Tuesday, February 8, 2011

Rock shopping…

As mentioned I’ve been thinking about adding a few large rocks to my front garden design. This is a big step for me and research is needed, shopping research that is (the best kind). Off I go to Oregon Decorative Rock, just a couple of miles from home. Shopping tip for locals…this is a great place to get a bag of gravel to mulch the top of a new container… perfect for keeping wet soil away from the neck of a succulent! But bags of gravel are not what I’m after today…I’m looking at the big rocks! But you know what? They’re expensive…take this ‘Oregon Cascade Moss Rock,’ 21ȼ a pound doesn’t sound expensive but the when asked to estimate the weight of the nice rock in the upper left hand corner the (always) helpful “rock-man” said at least 100 lbs, that’s $21 for one rock! Plus at 100 lbs I wasn’t just going to toss it in the back of my car either was I? Moving on…how about some Tuff Stone? More expensive per pound, but ½ the weight…interesting. I like this one; it’s got good green character. Extra large River Boulders… They would certainly go with the gravel in the front garden, which is this 3/4”-1/4” round… But I just don’t care for their look. Nor do I like the Feather Rock… For some strange reason their texture makes me think of stone washed jeans. You know, from the ‘80’s. Not a good memory. The Basalt Boulders were nice, but I’d need a crane to lift them into place…a little more machinery (and cash) than I want to deal with. Red Rock, (it’s even better if you say it like Danny said “RedRum…RedRum…RedRum” in The Shining, go ahead and try it). RedRock...RedRock...RedRock... Yuck. I will not be using Red Rock.
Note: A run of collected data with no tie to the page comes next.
use roboctab::core::{LabwareRole, Placement, SlotId};
use roboctab::deck::{Deck, LabwareState, Requirement};
use roboctab::error::ProtocolError;
use roboctab::topology::{DeckTopology, Stage};

fn all_slots() -> Vec<SlotId> {
    Deck::usable_slots()
}

fn two_plate_deck() -> Deck {
    let mut deck = Deck::new();
    for (role, slot) in [
        (LabwareRole::SamplePlate(1), 1),
        (LabwareRole::SamplePlate(2), 2),
    ] {
        deck.declare(role).unwrap();
        deck.load(role, Placement::OnDeck(SlotId(slot))).unwrap();
    }
    deck
}

#[test]
fn test_initial_decks_are_injective() {
    for plates in 1..=4 {
        let topology = DeckTopology::for_plates(plates).expect("topology exists");
        let deck = topology.initial_deck().expect("initial layout loads");
        assert!(deck.is_injective(), "{plates}-plate layout is not injective");
        assert_eq!(deck.occupant(SlotId::TRASH), None);
    }
    assert!(DeckTopology::for_plates(0).is_err());
    assert!(DeckTopology::for_plates(5).is_err());
}

#[test]
fn test_load_rejects_occupied_and_trash_slots() {
    let mut deck = two_plate_deck();
    deck.declare(LabwareRole::FinalPlate(1)).unwrap();
    assert!(matches!(
        deck.load(LabwareRole::FinalPlate(1), Placement::OnDeck(SlotId(1))),
        Err(ProtocolError::SlotConflict { .. })
    ));
    assert!(matches!(
        deck.load(LabwareRole::FinalPlate(1), Placement::OnDeck(SlotId::TRASH)),
        Err(ProtocolError::SlotConflict { .. })
    ));
    assert!(matches!(
        deck.load(LabwareRole::MixingTips(1), Placement::OffDeck),
        Err(ProtocolError::UnknownLabware(_))
    ));
    assert!(deck.declare(LabwareRole::SamplePlate(1)).is_err());
}

#[test]
fn test_removals_precede_placements_on_the_same_slot() {
    let topology = DeckTopology::for_plates(4).unwrap();
    let mut deck = topology.initial_deck().unwrap();

    let relocations = deck
        .reconcile(topology.requirements(Stage::AfterChloroform), &all_slots())
        .expect("chloroform checkpoint reconciles");

    for (i, placed) in relocations.iter().enumerate() {
        let Placement::OnDeck(slot) = placed.to else {
            continue;
        };
        if let Some(j) = relocations
            .iter()
            .position(|r| r.from == Placement::OnDeck(slot) && r.labware != placed.labware)
        {
            assert!(j < i, "slot {slot} filled before it was cleared");
        }
    }

    assert!(deck.is_injective());
    assert_eq!(
        deck.state(LabwareRole::MixingTips(1)),
        Some(LabwareState::Retired)
    );
    assert_eq!(
        deck.occupant(SlotId(8)),
        Some(LabwareRole::TransferTips(1))
    );
    assert_eq!(deck.occupant(SlotId(10)), Some(LabwareRole::FinalPlate(4)));
}

#[test]
fn test_four_plate_checkpoints_end_state() {
    let topology = DeckTopology::for_plates(4).unwrap();
    assert_eq!(topology.checkpoints().len(), 3);

    let mut deck = topology.initial_deck().unwrap();
    for checkpoint in topology.checkpoints() {
        let moves = deck
            .reconcile(&checkpoint.requirements, &all_slots())
            .expect("checkpoint reconciles");
        println!("{}: {} moves", checkpoint.stage, moves.len());
        assert!(deck.is_injective());
    }

    assert_eq!(deck.occupant(SlotId(3)), Some(LabwareRole::ReagentTips));
    assert_eq!(deck.occupant(SlotId(2)), Some(LabwareRole::TransferTips(3)));
    assert_eq!(deck.occupant(SlotId(1)), Some(LabwareRole::TransferTips(4)));
    for plate in 1..=4 {
        assert_eq!(
            deck.state(LabwareRole::SamplePlate(plate)),
            Some(LabwareState::Retired)
        );
        assert!(deck.is_on_deck(LabwareRole::FinalPlate(plate)));
    }
}

#[test]
fn test_satisfied_requirements_emit_nothing() {
    let mut deck = two_plate_deck();
    let moves = deck
        .reconcile(
            &[Requirement::on_deck(LabwareRole::SamplePlate(1), 1)],
            &all_slots(),
        )
        .unwrap();
    assert!(moves.is_empty());
}

#[test]
fn test_chained_moves_are_ordered() {
    let mut deck = two_plate_deck();
    let moves = deck
        .reconcile(
            &[
                Requirement::on_deck(LabwareRole::SamplePlate(1), 2),
                Requirement::on_deck(LabwareRole::SamplePlate(2), 3),
            ],
            &all_slots(),
        )
        .expect("chain resolves");

    assert_eq!(moves.len(), 2);
    assert_eq!(moves[0].labware, LabwareRole::SamplePlate(2));
    assert_eq!(moves[0].to, Placement::OnDeck(SlotId(3)));
    assert_eq!(moves[1].labware, LabwareRole::SamplePlate(1));
    assert_eq!(moves[1].to, Placement::OnDeck(SlotId(2)));
    assert_eq!(
        moves[1].to_string(),
        "move samples plate 1 from slot 1 to slot 2"
    );
    assert!(deck.is_injective());
}

#[test]
fn test_conflict_leaves_deck_untouched() {
    let mut deck = two_plate_deck();
    deck.declare(LabwareRole::FinalPlate(1)).unwrap();
    deck.load(LabwareRole::FinalPlate(1), Placement::OffDeck).unwrap();

    let err = deck
        .reconcile(
            &[
                Requirement::retired(LabwareRole::SamplePlate(2)),
                Requirement::on_deck(LabwareRole::FinalPlate(1), 1),
            ],
            &all_slots(),
        )
        .unwrap_err();
    assert!(matches!(err, ProtocolError::SlotConflict { slot: SlotId(1), .. }));

    // The retirement that preceded the failure was rolled back too.
    assert!(deck.is_on_deck(LabwareRole::SamplePlate(2)));
    assert_eq!(
        deck.state(LabwareRole::FinalPlate(1)),
        Some(LabwareState::OffDeck)
    );
}

#[test]
fn test_swap_without_free_slot_is_a_conflict() {
    let mut deck = two_plate_deck();
    let err = deck
        .reconcile(
            &[
                Requirement::on_deck(LabwareRole::SamplePlate(1), 2),
                Requirement::on_deck(LabwareRole::SamplePlate(2), 1),
            ],
            &all_slots(),
        )
        .unwrap_err();
    assert!(matches!(err, ProtocolError::SlotConflict { .. }));
    assert_eq!(deck.occupant(SlotId(1)), Some(LabwareRole::SamplePlate(1)));
}

#[test]
fn test_trash_and_unavailable_slots_are_rejected() {
    let mut deck = two_plate_deck();
    assert!(matches!(
        deck.reconcile(
            &[Requirement::on_deck(LabwareRole::SamplePlate(1), 12)],
            &all_slots()
        ),
        Err(ProtocolError::SlotConflict { .. })
    ));
    assert!(matches!(
        deck.reconcile(
            &[Requirement::on_deck(LabwareRole::SamplePlate(1), 5)],
            &[SlotId(4)]
        ),
        Err(ProtocolError::SlotConflict { .. })
    ));
}

#[test]
fn test_retired_labware_never_returns() {
    let mut deck = two_plate_deck();
    let moves = deck
        .reconcile(
            &[Requirement::retired(LabwareRole::SamplePlate(1))],
            &all_slots(),
        )
        .unwrap();
    assert_eq!(moves.len(), 1);
    assert!(moves[0].retire);
    assert_eq!(
        moves[0].to_string(),
        "remove samples plate 1 from slot 1 (done)"
    );
    assert_eq!(deck.occupant(SlotId(1)), None);

    assert!(matches!(
        deck.reconcile(
            &[Requirement::on_deck(LabwareRole::SamplePlate(1), 1)],
            &all_slots()
        ),
        Err(ProtocolError::IllegalTransition { .. })
    ));
    assert!(matches!(
        deck.reconcile(
            &[Requirement::off_deck(LabwareRole::SamplePlate(1))],
            &all_slots()
        ),
        Err(ProtocolError::IllegalTransition { .. })
    ));
}

#[test]
fn test_unknown_and_duplicate_requirements() {
    let mut deck = two_plate_deck();
    assert!(matches!(
        deck.reconcile(
            &[Requirement::on_deck(LabwareRole::ReagentTips, 5)],
            &all_slots()
        ),
        Err(ProtocolError::UnknownLabware(LabwareRole::ReagentTips))
    ));
    assert!(matches!(
        deck.reconcile(
            &[
                Requirement::off_deck(LabwareRole::SamplePlate(1)),
                Requirement::on_deck(LabwareRole::SamplePlate(1), 4),
            ],
            &all_slots()
        ),
        Err(ProtocolError::IllegalTransition { .. })
    ));
}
Gray Lava Moss Rock… Like the moss, not so much the Lava Rock Swiss-cheese look, wouldn’t look right with the existing gravel.
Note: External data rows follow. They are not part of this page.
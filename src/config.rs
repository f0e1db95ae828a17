//! RoboCTAB protocol configuration (YAML)
//!
//! # Philosophy
//! Everything an operator may change between runs lives in one immutable
//! [`ProtocolConfig`]. The canonical form is YAML; every field has a default,
//! so an empty document describes the stock protocol (four full plates,
//! 40 uL elution buffer, pipette mixing).
//!
//! Validation is strict and happens before any plan is built.

use std::fs;
use std::path::Path;

use serde::{Deserialize, Serialize};
use sha2::{Digest, Sha256};

use crate::addressing::{active_plate_count, ColumnRange};
use crate::core::{LabwareKind, LabwareRole, MAX_PLATES};
use crate::distribution::TRANSIT_AIR_GAP;
use crate::error::{ProtocolError, Result};

// =============================================================================
// Schema
// =============================================================================

/// Smallest tip capacity the protocol can run with (uL).
pub const MIN_CAPACITY: f64 = 300.0;

/// How chloroform is mixed into the lysate.
#[derive(Debug, Clone, Copy, PartialEq, Eq, Serialize, Deserialize, Default)]
#[serde(rename_all = "snake_case")]
pub enum ChloroformMixing {
    /// Repeated aspirate/dispense in the liquid. Up to ~5 mg of well-ground tissue.
    #[default]
    PipetteMixing,
    /// Air blown through the liquid. For heavier or poorly ground samples.
    BubbleMixing,
    /// Chloroform only; the operator vortexes or inverts the plates.
    NoMixing,
}

/// Labware API names handed to the driver at load time.
#[derive(Debug, Clone, PartialEq, Eq, Serialize, Deserialize)]
#[serde(default)]
pub struct LabwareNames {
    pub tip_rack: String,
    pub sample_plate: String,
    pub final_plate: String,
    /// Needs a working capacity of at least 200 mL.
    pub reservoir: String,
}

impl Default for LabwareNames {
    fn default() -> Self {
        Self {
            tip_rack: "opentrons_96_tiprack_300ul".into(),
            sample_plate: "1.2ml_simport_vwr_t1102_96well".into(),
            final_plate: "1.2ml_simport_vwr_t1102_96well".into(),
            reservoir: "agilent_1_reservoir_290ml".into(),
        }
    }
}

impl LabwareNames {
    pub fn load_name(&self, role: LabwareRole) -> &str {
        match role.kind() {
            LabwareKind::TipRack => &self.tip_rack,
            LabwareKind::SamplePlate => &self.sample_plate,
            LabwareKind::FinalPlate => &self.final_plate,
            LabwareKind::Reservoir => &self.reservoir,
        }
    }
}

/// Top-level YAML document.
#[derive(Debug, Clone, PartialEq, Serialize, Deserialize)]
#[serde(default)]
pub struct ProtocolConfig {
    /// Column range per sample plate; `first: 0` switches a plate off.
    pub plates: Vec<ColumnRange>,
    /// Elution buffer resuspending the DNA pellet (uL per well).
    pub elution_buffer_volume: f64,
    /// TE buffer added before grinding (uL per well).
    pub water_volume: f64,
    /// Dispense height above the well bottom for the TE buffer (mm).
    pub water_dispense_height: f64,
    pub labware: LabwareNames,
    pub chloroform_mixing: ChloroformMixing,
    /// Pipette the isopropanol off instead of asking the operator to invert.
    pub pipette_off_isopropanol: bool,
    pub pipette_off_ethanol: bool,
    /// Height (mm) of 400 uL of water in an empty sample well; the aqueous /
    /// chloroform interface sits there after centrifugation.
    pub interstice_height: f64,
    /// Maximum volume one tip can hold (uL).
    pub capacity: f64,
}

impl Default for ProtocolConfig {
    fn default() -> Self {
        Self {
            plates: vec![ColumnRange::FULL; MAX_PLATES],
            elution_buffer_volume: 40.0,
            water_volume: 50.0,
            water_dispense_height: 40.0,
            labware: LabwareNames::default(),
            chloroform_mixing: ChloroformMixing::default(),
            pipette_off_isopropanol: false,
            pipette_off_ethanol: false,
            interstice_height: 14.0,
            capacity: 300.0,
        }
    }
}

// =============================================================================
// Public API
// =============================================================================

impl ProtocolConfig {
    /// Load, parse and validate a YAML configuration file.
    pub fn load_yaml(path: impl AsRef<Path>) -> Result<Self> {
        let path = path.as_ref();
        let raw = fs::read_to_string(path)
            .map_err(|e| ProtocolError::io(e, path.display().to_string()))?;
        let config = Self::from_yaml(&raw).map_err(|e| match e {
            ProtocolError::Config(msg) => {
                ProtocolError::Config(format!("{msg} (in file: {})", path.display()))
            }
            other => other,
        })?;
        log::debug!("Loaded protocol configuration from {}", path.display());
        Ok(config)
    }

    pub fn from_yaml(raw: &str) -> Result<Self> {
        // An empty document parses as null; treat it as "all defaults".
        let config: ProtocolConfig = if raw.trim().is_empty() {
            ProtocolConfig::default()
        } else {
            serde_yaml::from_str(raw)?
        };
        config.validate()?;
        Ok(config)
    }

    /// Canonical YAML form.
    pub fn to_yaml(&self) -> Result<String> {
        Ok(serde_yaml::to_string(self)?)
    }

    /// Strict pre-flight checks; prefers failing with an actionable message
    /// over letting a malformed configuration reach the planner.
    pub fn validate(&self) -> Result<()> {
        for (i, range) in self.plates.iter().enumerate() {
            range.validate(i + 1)?;
        }
        active_plate_count(&self.plates)?;

        positive("capacity", self.capacity)?;
        positive("water_volume", self.water_volume)?;
        positive("elution_buffer_volume", self.elution_buffer_volume)?;
        positive("water_dispense_height", self.water_dispense_height)?;
        // Per-well steps load full 300 uL tips.
        if self.capacity < MIN_CAPACITY {
            return Err(ProtocolError::config(format!(
                "capacity {} uL is below the {MIN_CAPACITY} uL the per-well steps load",
                self.capacity
            )));
        }
        for (field, volume) in [
            ("water_volume", self.water_volume),
            ("elution_buffer_volume", self.elution_buffer_volume),
        ] {
            if volume < TRANSIT_AIR_GAP {
                return Err(ProtocolError::config(format!(
                    "{field} {volume} uL is below the {TRANSIT_AIR_GAP} uL transit air gap"
                )));
            }
        }
        if self.water_volume > self.capacity {
            return Err(ProtocolError::config(format!(
                "water_volume {} uL exceeds pipette capacity {} uL",
                self.water_volume, self.capacity
            )));
        }
        if self.elution_buffer_volume > self.capacity {
            return Err(ProtocolError::config(format!(
                "elution_buffer_volume {} uL exceeds pipette capacity {} uL",
                self.elution_buffer_volume, self.capacity
            )));
        }
        // The mixing depth sits 7 mm below the interface.
        if !(self.interstice_height > 7.0 && self.interstice_height <= 40.0) {
            return Err(ProtocolError::config(format!(
                "interstice_height must be in (7, 40] mm, got {}",
                self.interstice_height
            )));
        }
        for (field, name) in [
            ("labware.tip_rack", &self.labware.tip_rack),
            ("labware.sample_plate", &self.labware.sample_plate),
            ("labware.final_plate", &self.labware.final_plate),
            ("labware.reservoir", &self.labware.reservoir),
        ] {
            if name.trim().is_empty() {
                return Err(ProtocolError::config(format!("{field} must not be empty")));
            }
        }
        Ok(())
    }

    pub fn plate_count(&self) -> Result<usize> {
        active_plate_count(&self.plates)
    }

    /// Ranges of the active plates only.
    pub fn active_ranges(&self) -> Result<&[ColumnRange]> {
        let n = self.plate_count()?;
        Ok(&self.plates[..n])
    }

    pub fn total_columns(&self) -> usize {
        self.plates.iter().map(|r| r.len()).sum()
    }

    /// SHA-256 of the canonical YAML; identifies the configuration a run used.
    pub fn fingerprint(&self) -> Result<String> {
        let canonical = self.to_yaml()?;
        let mut hasher = Sha256::new();
        hasher.update(canonical.as_bytes());
        Ok(hex::encode(hasher.finalize()))
    }
}

fn positive(field: &str, value: f64) -> Result<()> {
    if value.is_finite() && value > 0.0 {
        Ok(())
    } else {
        Err(ProtocolError::config(format!(
            "{field} must be a positive number, got {value}"
        )))
    }
}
Basalt Wall Rock… I like the price! About ½ of what the Oregon Cascade Moss Rocks were going for. But there’s no moss. Do I need moss? Wait, who needs moss when your rocks are already colorful? Aztec Mist Turquoise. No thanks.

So…did I make any decisions? No. I think I’m leaning toward the Basalt Wall Rock. Its price is the best, and for my issue of blending the gravel we have with the new bigger rocks they seem to mix in ok style and color-wise. I’m a little hung up on the lack of moss and how clean they look. But then if I look at the big picture the rocks are only there to add texture and define the space a little better, there will be plenty of plants to green things up!
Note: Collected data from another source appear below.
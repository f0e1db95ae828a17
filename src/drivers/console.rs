// src/drivers/console.rs
//
// =============================================================================
// ROBOCTAB: CONSOLE DRIVER
// =============================================================================
//
// Prints every command and blocks on the operator's input at barriers.
// Generic over its streams so it can be driven from tests.

use crate::commands::DeviceOp;
use crate::drivers::PipetteDriver;
use anyhow::{bail, Context, Result};
use std::io::{self, BufRead, StdinLock, Stdout, Write};

pub struct ConsoleDriver<R, W> {
    input: R,
    output: W,
    /// Acknowledge barriers without waiting for input.
    auto_ack: bool,
    executed: usize,
}

impl ConsoleDriver<StdinLock<'static>, Stdout> {
    pub fn stdio(auto_ack: bool) -> Self {
        Self::new(io::stdin().lock(), io::stdout(), auto_ack)
    }
}

impl<R: BufRead, W: Write> ConsoleDriver<R, W> {
    pub fn new(input: R, output: W, auto_ack: bool) -> Self {
        Self {
            input,
            output,
            auto_ack,
            executed: 0,
        }
    }

    pub fn into_output(self) -> W {
        self.output
    }
}

impl<R: BufRead, W: Write> PipetteDriver for ConsoleDriver<R, W> {
    fn name(&self) -> &str {
        "console"
    }

    fn execute(&mut self, op: &DeviceOp) -> Result<()> {
        if let DeviceOp::Pause { message } = op {
            return self.pause(message);
        }
        self.executed += 1;
        log::debug!("[{}] {}", self.executed, op);
        writeln!(self.output, "{:>5}  {}", self.executed, op).context("console write failed")?;
        Ok(())
    }

    fn pause(&mut self, message: &str) -> Result<()> {
        self.executed += 1;
        writeln!(self.output, "{:>5}  PAUSE: {}", self.executed, message)
            .context("console write failed")?;
        if self.auto_ack {
            log::info!("Barrier acknowledged automatically: {}", message);
            return Ok(());
        }
        write!(self.output, "       press Enter to resume > ")?;
        self.output.flush()?;

        let mut line = String::new();
        let read = self
            .input
            .read_line(&mut line)
            .context("failed to read operator acknowledgement")?;
        if read == 0 {
            bail!("operator input closed while waiting at: {message}");
        }
        Ok(())
    }

    fn begin_run(&mut self, fingerprint: &str, plate_count: usize, commands: usize) -> Result<()> {
        writeln!(
            self.output,
            "RoboCTAB run: {plate_count} plate(s), {commands} commands, config {fingerprint}"
        )?;
        Ok(())
    }

    fn end_run(&mut self, failure: Option<(usize, &str)>) -> Result<()> {
        match failure {
            None => writeln!(self.output, "Run complete.")?,
            Some((index, error)) => writeln!(self.output, "Run aborted at command {index}: {error}")?,
        }
        self.output.flush()?;
        Ok(())
    }
}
So…what are you all thinking?

20 comments:

  1. Oregon Decorative Rock is not the cheapest place, but is the closest for me as well. If you borrow/own/etc a nice beefy pickup, I would go elsewhere. The 'Couve has tons of cheaper places. If you are throwing rocks in the back of your passenger car, don't go above 25 MPH and get it from Oregon Decorative.

    Its a lot easier than you think to move a heavy rock. They will help you load in. Load out is much easier (gravity!). A beefy hand truck can deal with 200+ pounds no problem. It gets harder the bigger they get, but a fulcrum, lever (iron bar from Harbor Freight) and patience is mostly what you need.

    The bigger the rock the better. So buy as big as possible.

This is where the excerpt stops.